Diego Masi: “La dirigenza delle multinazionali è miope”

9 dicembre 2013

Venerdì mattina un gruppo di dipendenti dell’agenzia McCann ha presidiato l’ingresso della sede di via Valtellina a Milano distribuendo volantini dal titolo ‘Dobbiamo parlare’. La protesta, fatto più unico che raro per il comparto della pubblicità, è nata come risposta a un piano di tagli che dovrebbe coinvolgere circa il 30% del personale dell’agenzia (si conterebbero almeno 20 esuberi a Milano e altrettanti a Roma). Non è la prima volta, e non sarà certo l’ultima, in cui un network si trova costretto a ristrutturare. In questo caso, pesano la perdita del budget Findus e il ridimensionamento della unit dedicata all’automotive, con il cliente Chevrolet (del gruppo General Motors) che ha annunciato proprio la scorsa settimana di voler abbandonare la presenza in Europa occidentale e orientale a partire dal 2016. Ma la situazione interna a McCann è solo la punta dell’iceberg della crisi che attraversa l’industry e spinge a riflettere, per l’ennesima volta, sull’assenza di regole condivise che tutelino i ‘professionisti della mente’.

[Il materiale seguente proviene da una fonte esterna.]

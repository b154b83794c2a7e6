pub mod reader;
#[cfg(test)]
pub mod writer;

pub use reader::BinaryReader;
#[cfg(test)]
pub use writer::BinaryWriter;
use std::time::Duration;
use tokio::signal;
use tokio::task::JoinHandle;
use tokio::time::timeout;
use tracing::{error, info, warn};

/// 关闭超时时间（秒）
const SHUTDOWN_TIMEOUT_SECS: u64 = 10;

/// 等待 Ctrl+C，然后停止后台任务
pub async fn listen_for_shutdown(sweeper: Option<JoinHandle<()>>) {
    match signal::ctrl_c().await {
        Ok(()) => {
            info!("Shutdown signal received, stopping background tasks...");
        }
        Err(e) => {
            warn!(
                "Failed to listen for Ctrl+C: {}. Proceeding with shutdown anyway.",
                e
            );
        }
    }

    let Some(sweeper) = sweeper else {
        return;
    };

    sweeper.abort();
    match timeout(Duration::from_secs(SHUTDOWN_TIMEOUT_SECS), sweeper).await {
        Ok(_) => info!("Expiry sweep task stopped"),
        Err(_) => error!(
            "Expiry sweep task did not stop within {} seconds",
            SHUTDOWN_TIMEOUT_SECS
        ),
    }
}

Diego Masi, oggi presidente di Confindustria Intellect, la Federazione che raggruppa le principali associazioni della comunicazione, sposta la riflessione sulla “miopia da parte della dirigenza delle multinazionali” il cui atteggiamento ha impedito, nel 2011-2012, di approvare il progetto di Flexsecurity promosso dallo stesso Masi (allora a capo di Assocomunicazione) con la consulenza del giuslavorista e parlamentare Pietro Ichino. “Il nostro progetto andava oltre il semplice ricorso alla cassa integrazione, istituendo un vero e proprio fondo di solidarietà per i professionisti del settore a cui avrebbero dovuto contribuire le singole agenzie. Purtroppo – ricorda Masi –, nonostante l’iter fosse arrivato a una fase piuttosto avanzata, il progetto non è mai nato perché è stato bloccato dalla dirigenza delle multinazionali che, in sostanza, hanno preferito cavarsela da sole, non riconoscendo l’importanza della rappresentanza di categoria e dimostrando così scarsa lungimiranza”. Non è il caso dei vertici dell’agenzia McCann che, all’epoca, non era già più associata ad Assocomunicazione. Si è trattato comunque di un’occasione persa, a cui Masi guarda con “profondo rammarico”. Cosa succederà in futuro? “Come Confindustria Intellect – conclude Masi – non possiamo che attendere le prossime mosse di Assocom”. Che, proprio il 18 dicembre, si appresta a rinnovare il proprio consiglio direttivo.